My daughters went to the moon in school today. 

It was an activity designed for my two younger daughters, who were learning about the moon. But even though their two older sisters completed this unit years ago, everyone helped build the spaceship out of cardboard boxes we dragged up from the basement. There was a control panel. There were helmets. There was a flag made from a bandana tied to a wiffleball bat. There was lift-off.

After their voyage, we sampled freeze-dried “astronaut” ice cream and read a book about what the moon is like. 

I’d budgeted 20 minutes for this activity. It took over an hour. We skipped writing. We skipped history. This lack of structure – or rather, this abandonment of my planned structure – is not easy for me; it does not come naturally. But when my nine-year-old exclaimed, “How is this school? School isn’t supposed to be this fun!” I thought: To heck with my plans.

Structure can give our days shape; it can help us get things accomplished beyond boredom, sibling fights, and spills. But sometimes, structure can make it hard to find time to breathe. And breathing, so I’m told, is important.

***

“Do you have time to breathe?” a friend asked me recently. 

Upon reflection, I realized that I do. Even on the most structured days – those half-a-tank-of-gas days – there are 20 quiet minutes at dawn. There is the making and drinking of morning coffee. There is the sun rising over the mountains when I go outside to feed the poultry. There is a chill in the air and the smell of woodsmoke; sometimes there are Canada geese in their cacophonous V-formations. Driving around town in the afternoons, there are fields and mountains dipped in gold. There are grace-filled friends and family who take my children for a couple of hours. There are late afternoon walks with my dog and my neighbor along our gravel driveway, while the clouds turn red-orange. There is dinner with my daughters’ faces around the table; as they tell their father about their day, I realize that what may have seemed frenzied to me was joyful for them. 

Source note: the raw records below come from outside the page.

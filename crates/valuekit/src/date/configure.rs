use chrono::{DateTime, Datelike, Timelike, Utc};
use tracing::debug;

use crate::date::{check, get};
use crate::{number, text, Value};

/// Return a copy of `date` with the time of day replaced.
///
/// Out-of-range components leave the input unchanged.
pub fn set_time(date: DateTime<Utc>, hour: u32, minute: u32, second: u32) -> DateTime<Utc> {
    let adjusted = date
        .with_hour(hour)
        .and_then(|d| d.with_minute(minute))
        .and_then(|d| d.with_second(second))
        .and_then(|d| d.with_nanosecond(0));

    match adjusted {
        Some(d) => d,
        None => {
            debug!(hour, minute, second, "time of day out of range, keeping input");
            date
        }
    }
}

/// Clamp the time of day to the start (00:00:00) or the end (23:59:59) of
/// the calendar day.
pub fn at_time_of_day(date: DateTime<Utc>, evening: bool) -> DateTime<Utc> {
    if evening {
        set_time(date, 23, 59, 59)
    } else {
        set_time(date, 0, 0, 0)
    }
}

/// The carried date, or `fallback_value` when `value` is null under date
/// rules; either way the time of day is clamped per `evening`.
pub fn fallback(value: &Value, fallback_value: DateTime<Utc>, evening: bool) -> DateTime<Utc> {
    let date = match value {
        Value::Date(d) => *d,
        _ => fallback_value,
    };
    at_time_of_day(date, evening)
}

/// Value-level fallback: a null fallback degrades to [`Value::Null`]. No
/// time-of-day clamp is applied at this level.
pub fn fallback_value(value: &Value, fallback_value: &Value) -> Value {
    let fallback = if check::is_null(fallback_value) {
        Value::Null
    } else {
        fallback_value.clone()
    };

    if check::is_null(value) {
        fallback
    } else {
        value.clone()
    }
}

/// Render the wire-format timestamp expected by the backing store:
/// `YYYY-MM-DDTHH:MM:SS.000Z` for the morning flank, `.999Z` for the
/// evening one.
///
/// # Examples
///
/// ```
/// use chrono::{TimeZone, Utc};
/// use valuekit::date::configure::backend_timestamp;
///
/// let d = Utc.with_ymd_and_hms(2024, 5, 17, 8, 30, 0).unwrap();
/// assert_eq!(backend_timestamp(d, false), "2024-05-17T08:30:00.000Z");
/// assert_eq!(backend_timestamp(d, true), "2024-05-17T08:30:00.999Z");
/// ```
pub fn backend_timestamp(date: DateTime<Utc>, evening: bool) -> String {
    format!(
        "{}{}",
        date.format("%Y-%m-%dT%H:%M:%S"),
        if evening { ".999Z" } else { ".000Z" }
    )
}

/// The first or last day of `date`'s month, time clamped per `evening`.
pub fn month_period(date: DateTime<Utc>, beginning: bool, evening: bool) -> DateTime<Utc> {
    if beginning {
        get::start_of_month(date, evening)
    } else {
        get::end_of_month(date, evening)
    }
}

/// Render `date` in one of a closed set of display formats.
///
/// The format tag is matched case- and whitespace-insensitively against
/// `YYYY-MM-DD`, `YYYY-MM-DD HH:MM:SS`, `DD MMM YYYY HH:MM:SS`,
/// `DD MMM YYYY`, and `DD MMMM YYYY`; anything else renders as
/// `DD MMMM YYYY HH:MM:SS`. Months render as (possibly abbreviated) names
/// in every format.
pub fn format(date: DateTime<Utc>, format_tag: &str) -> String {
    let tag = text::configure::for_search(format_tag, false);

    let month = date.month0() as usize;
    let short_month = get::month_name(month, 3);
    let long_month = get::month_name(month, 0);
    let year = date.year();
    let day = number::pad_left(date.day() as f64, 2, '0');
    let time = format!(
        "{}:{}:{}",
        number::pad_left(date.hour() as f64, 2, '0'),
        number::pad_left(date.minute() as f64, 2, '0'),
        number::pad_left(date.second() as f64, 2, '0'),
    );

    match tag.as_str() {
        "yyyy-mm-dd" => format!("{year}-{short_month}-{day}"),
        "yyyy-mm-ddhh:mm:ss" => format!("{year}-{short_month}-{day} {time}"),
        "ddmmmyyyyhh:mm:ss" => format!("{day} {short_month} {year} {time}"),
        "ddmmmyyyy" => format!("{day} {short_month} {year}"),
        "ddmmmmyyyy" => format!("{day} {long_month} {year}"),
        _ => format!("{day} {long_month} {year} {time}"),
    }
}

I do have time to breathe; I just don’t always have time to write. Not even two pages a day. 

“I don’t have any idea what my next column will be about,” I confessed to my friend. She is also a writer, mother, homeschooler.

“Why not write about what you just told me  – how crazy life seems right now?” she suggested. “I bet a lot of people will relate to that.”

 

 

Faith Gong has worked as an elementary school teacher, a freelance photographer, and a nonprofit director. She lives in Middlebury with her husband, four daughters, assorted chickens and ducks, and one anxiety-prone labradoodle. In her "free time," she writes for her blog, The Pickle Patch.